[Collected data]
>>

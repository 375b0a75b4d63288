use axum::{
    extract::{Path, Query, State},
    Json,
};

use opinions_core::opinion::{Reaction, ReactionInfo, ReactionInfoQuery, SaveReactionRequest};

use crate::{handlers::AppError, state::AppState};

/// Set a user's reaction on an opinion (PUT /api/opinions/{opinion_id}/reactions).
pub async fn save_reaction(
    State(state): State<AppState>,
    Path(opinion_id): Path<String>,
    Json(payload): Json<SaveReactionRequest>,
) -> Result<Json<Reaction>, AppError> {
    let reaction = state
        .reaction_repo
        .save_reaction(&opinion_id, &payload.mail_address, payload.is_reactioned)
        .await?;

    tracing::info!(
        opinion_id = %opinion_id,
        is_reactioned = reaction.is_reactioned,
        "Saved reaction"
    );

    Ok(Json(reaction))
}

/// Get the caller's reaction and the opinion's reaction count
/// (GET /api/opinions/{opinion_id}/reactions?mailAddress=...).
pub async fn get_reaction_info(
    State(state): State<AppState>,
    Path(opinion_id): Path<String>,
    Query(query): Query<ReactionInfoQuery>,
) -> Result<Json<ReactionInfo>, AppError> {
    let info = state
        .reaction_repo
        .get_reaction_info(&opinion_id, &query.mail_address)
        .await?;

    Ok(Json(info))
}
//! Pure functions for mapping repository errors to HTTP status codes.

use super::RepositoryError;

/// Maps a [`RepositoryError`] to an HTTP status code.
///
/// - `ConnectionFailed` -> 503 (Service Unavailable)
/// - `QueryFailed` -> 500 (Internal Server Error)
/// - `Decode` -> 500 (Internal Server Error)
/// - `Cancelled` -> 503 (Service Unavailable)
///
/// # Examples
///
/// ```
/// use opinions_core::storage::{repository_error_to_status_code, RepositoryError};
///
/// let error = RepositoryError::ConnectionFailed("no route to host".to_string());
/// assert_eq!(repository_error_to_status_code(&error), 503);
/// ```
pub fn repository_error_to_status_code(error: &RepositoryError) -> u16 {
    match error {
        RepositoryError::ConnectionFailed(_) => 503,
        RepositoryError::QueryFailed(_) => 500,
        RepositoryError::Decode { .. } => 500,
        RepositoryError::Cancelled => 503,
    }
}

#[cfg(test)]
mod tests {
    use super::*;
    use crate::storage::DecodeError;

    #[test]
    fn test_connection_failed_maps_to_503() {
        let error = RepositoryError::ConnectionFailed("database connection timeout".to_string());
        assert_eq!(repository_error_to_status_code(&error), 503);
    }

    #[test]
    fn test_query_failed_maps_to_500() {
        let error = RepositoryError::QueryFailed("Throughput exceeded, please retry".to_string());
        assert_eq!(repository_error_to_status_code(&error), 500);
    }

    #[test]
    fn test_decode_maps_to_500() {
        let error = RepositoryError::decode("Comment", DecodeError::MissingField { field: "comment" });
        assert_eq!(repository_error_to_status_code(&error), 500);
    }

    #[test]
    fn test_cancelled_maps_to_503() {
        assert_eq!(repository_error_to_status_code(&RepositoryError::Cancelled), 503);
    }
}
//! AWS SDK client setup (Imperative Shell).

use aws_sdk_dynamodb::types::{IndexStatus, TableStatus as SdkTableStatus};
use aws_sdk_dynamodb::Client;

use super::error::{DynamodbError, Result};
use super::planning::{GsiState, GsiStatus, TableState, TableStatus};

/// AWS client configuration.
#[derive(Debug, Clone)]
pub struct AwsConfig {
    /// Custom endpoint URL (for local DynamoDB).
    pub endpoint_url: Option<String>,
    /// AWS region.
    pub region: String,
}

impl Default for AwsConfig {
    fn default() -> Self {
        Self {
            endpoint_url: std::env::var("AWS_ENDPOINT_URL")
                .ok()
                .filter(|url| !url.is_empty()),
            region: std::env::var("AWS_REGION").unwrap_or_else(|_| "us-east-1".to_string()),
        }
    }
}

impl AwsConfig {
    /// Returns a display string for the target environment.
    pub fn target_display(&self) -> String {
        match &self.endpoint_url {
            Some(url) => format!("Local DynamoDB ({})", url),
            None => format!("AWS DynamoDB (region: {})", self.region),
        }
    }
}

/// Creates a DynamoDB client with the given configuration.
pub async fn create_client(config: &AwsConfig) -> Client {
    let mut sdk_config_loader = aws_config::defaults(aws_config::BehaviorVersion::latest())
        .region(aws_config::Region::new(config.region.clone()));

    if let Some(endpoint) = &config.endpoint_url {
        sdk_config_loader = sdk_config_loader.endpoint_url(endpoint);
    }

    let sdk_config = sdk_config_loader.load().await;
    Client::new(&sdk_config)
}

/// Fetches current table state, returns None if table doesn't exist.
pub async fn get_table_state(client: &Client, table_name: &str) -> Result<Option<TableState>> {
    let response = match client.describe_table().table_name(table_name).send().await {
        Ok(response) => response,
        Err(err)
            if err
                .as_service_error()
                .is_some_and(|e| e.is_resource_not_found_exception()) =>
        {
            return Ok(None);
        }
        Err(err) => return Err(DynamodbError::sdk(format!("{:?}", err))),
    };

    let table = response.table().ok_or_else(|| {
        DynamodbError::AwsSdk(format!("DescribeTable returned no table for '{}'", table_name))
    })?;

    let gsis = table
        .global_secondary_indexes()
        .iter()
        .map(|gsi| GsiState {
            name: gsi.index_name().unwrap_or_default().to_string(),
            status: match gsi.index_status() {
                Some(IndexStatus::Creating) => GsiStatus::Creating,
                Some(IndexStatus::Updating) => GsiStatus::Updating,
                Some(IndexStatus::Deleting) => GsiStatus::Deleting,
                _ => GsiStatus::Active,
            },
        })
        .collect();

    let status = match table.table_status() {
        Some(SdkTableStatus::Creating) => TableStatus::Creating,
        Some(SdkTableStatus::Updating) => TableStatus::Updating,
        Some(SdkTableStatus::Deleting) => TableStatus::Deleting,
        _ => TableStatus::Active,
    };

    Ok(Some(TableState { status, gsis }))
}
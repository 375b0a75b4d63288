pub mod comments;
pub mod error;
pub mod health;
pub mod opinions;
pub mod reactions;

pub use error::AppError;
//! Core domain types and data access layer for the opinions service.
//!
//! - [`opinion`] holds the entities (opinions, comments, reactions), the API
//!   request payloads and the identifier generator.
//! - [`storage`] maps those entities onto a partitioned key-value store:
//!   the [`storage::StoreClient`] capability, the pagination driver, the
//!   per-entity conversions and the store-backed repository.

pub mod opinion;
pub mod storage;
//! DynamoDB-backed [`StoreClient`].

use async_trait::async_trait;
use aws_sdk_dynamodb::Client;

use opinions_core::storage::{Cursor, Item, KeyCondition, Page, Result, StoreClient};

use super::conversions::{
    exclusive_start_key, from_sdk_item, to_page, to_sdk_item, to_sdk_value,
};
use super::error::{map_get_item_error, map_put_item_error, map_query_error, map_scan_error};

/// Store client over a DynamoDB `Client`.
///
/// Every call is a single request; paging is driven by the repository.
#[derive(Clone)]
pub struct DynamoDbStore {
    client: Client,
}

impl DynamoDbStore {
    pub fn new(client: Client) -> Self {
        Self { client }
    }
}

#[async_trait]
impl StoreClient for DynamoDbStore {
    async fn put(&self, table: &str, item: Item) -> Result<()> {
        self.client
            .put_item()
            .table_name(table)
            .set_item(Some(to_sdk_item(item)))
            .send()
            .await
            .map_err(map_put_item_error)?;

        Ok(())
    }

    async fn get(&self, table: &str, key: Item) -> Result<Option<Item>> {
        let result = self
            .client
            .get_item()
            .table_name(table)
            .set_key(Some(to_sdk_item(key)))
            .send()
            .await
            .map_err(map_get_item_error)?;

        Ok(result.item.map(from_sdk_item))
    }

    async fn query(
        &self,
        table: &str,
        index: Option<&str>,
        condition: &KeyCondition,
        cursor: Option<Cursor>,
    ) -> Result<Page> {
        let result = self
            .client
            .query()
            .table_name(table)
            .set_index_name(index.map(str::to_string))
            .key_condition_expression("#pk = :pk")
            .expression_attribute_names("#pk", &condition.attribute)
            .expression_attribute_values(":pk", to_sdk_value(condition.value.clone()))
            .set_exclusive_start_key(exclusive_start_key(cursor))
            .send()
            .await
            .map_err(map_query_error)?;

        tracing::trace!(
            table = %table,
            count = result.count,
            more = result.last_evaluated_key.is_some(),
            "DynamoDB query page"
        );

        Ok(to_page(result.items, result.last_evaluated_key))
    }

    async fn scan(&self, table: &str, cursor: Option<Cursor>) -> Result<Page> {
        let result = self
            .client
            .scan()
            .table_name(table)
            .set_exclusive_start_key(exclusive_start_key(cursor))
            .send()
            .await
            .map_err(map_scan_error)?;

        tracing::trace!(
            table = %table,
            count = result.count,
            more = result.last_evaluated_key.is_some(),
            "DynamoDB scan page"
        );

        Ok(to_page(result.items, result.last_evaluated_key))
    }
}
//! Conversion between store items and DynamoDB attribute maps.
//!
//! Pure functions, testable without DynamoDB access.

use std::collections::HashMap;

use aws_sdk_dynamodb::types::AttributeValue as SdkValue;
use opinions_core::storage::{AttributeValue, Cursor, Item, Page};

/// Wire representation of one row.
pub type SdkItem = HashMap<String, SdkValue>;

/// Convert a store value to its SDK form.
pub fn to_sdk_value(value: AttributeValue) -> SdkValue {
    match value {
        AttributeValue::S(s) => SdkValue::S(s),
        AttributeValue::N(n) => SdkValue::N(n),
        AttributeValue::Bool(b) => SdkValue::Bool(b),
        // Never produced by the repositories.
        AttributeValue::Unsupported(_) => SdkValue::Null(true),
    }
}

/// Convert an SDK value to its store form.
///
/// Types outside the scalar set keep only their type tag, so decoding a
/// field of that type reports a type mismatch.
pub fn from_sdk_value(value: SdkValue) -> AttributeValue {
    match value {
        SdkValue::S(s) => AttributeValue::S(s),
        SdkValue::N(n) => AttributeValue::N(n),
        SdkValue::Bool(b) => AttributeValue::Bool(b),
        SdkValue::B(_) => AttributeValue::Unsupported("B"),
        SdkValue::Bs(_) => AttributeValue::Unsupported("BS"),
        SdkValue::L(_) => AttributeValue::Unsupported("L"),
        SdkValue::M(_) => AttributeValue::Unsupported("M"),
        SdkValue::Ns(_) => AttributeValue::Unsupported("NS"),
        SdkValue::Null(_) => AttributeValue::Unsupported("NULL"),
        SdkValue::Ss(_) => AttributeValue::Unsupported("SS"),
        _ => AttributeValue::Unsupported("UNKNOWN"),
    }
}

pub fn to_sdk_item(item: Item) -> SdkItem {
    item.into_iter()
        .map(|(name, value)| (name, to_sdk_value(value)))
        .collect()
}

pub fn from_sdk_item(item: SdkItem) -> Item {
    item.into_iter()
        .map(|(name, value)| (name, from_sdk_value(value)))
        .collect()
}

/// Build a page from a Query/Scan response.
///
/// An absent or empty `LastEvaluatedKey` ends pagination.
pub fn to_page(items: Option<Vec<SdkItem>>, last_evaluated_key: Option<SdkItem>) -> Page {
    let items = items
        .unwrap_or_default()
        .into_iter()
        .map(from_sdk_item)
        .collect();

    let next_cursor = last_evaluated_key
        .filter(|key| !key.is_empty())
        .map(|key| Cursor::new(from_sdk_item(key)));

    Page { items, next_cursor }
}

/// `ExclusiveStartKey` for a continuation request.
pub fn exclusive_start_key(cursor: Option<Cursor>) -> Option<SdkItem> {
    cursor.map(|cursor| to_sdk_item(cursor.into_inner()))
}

<<

WHAT YOU ARE ASKED TO DO:
Which lines of the data above contain "DynamodbError"? Copy each one.

TASK RESULT:
use super::error::{DynamodbError, Result};
        Err(err) => return Err(DynamodbError::sdk(format!("{:?}", err))),
        DynamodbError::AwsSdk(format!("DescribeTable returned no table for '{}'", table_name))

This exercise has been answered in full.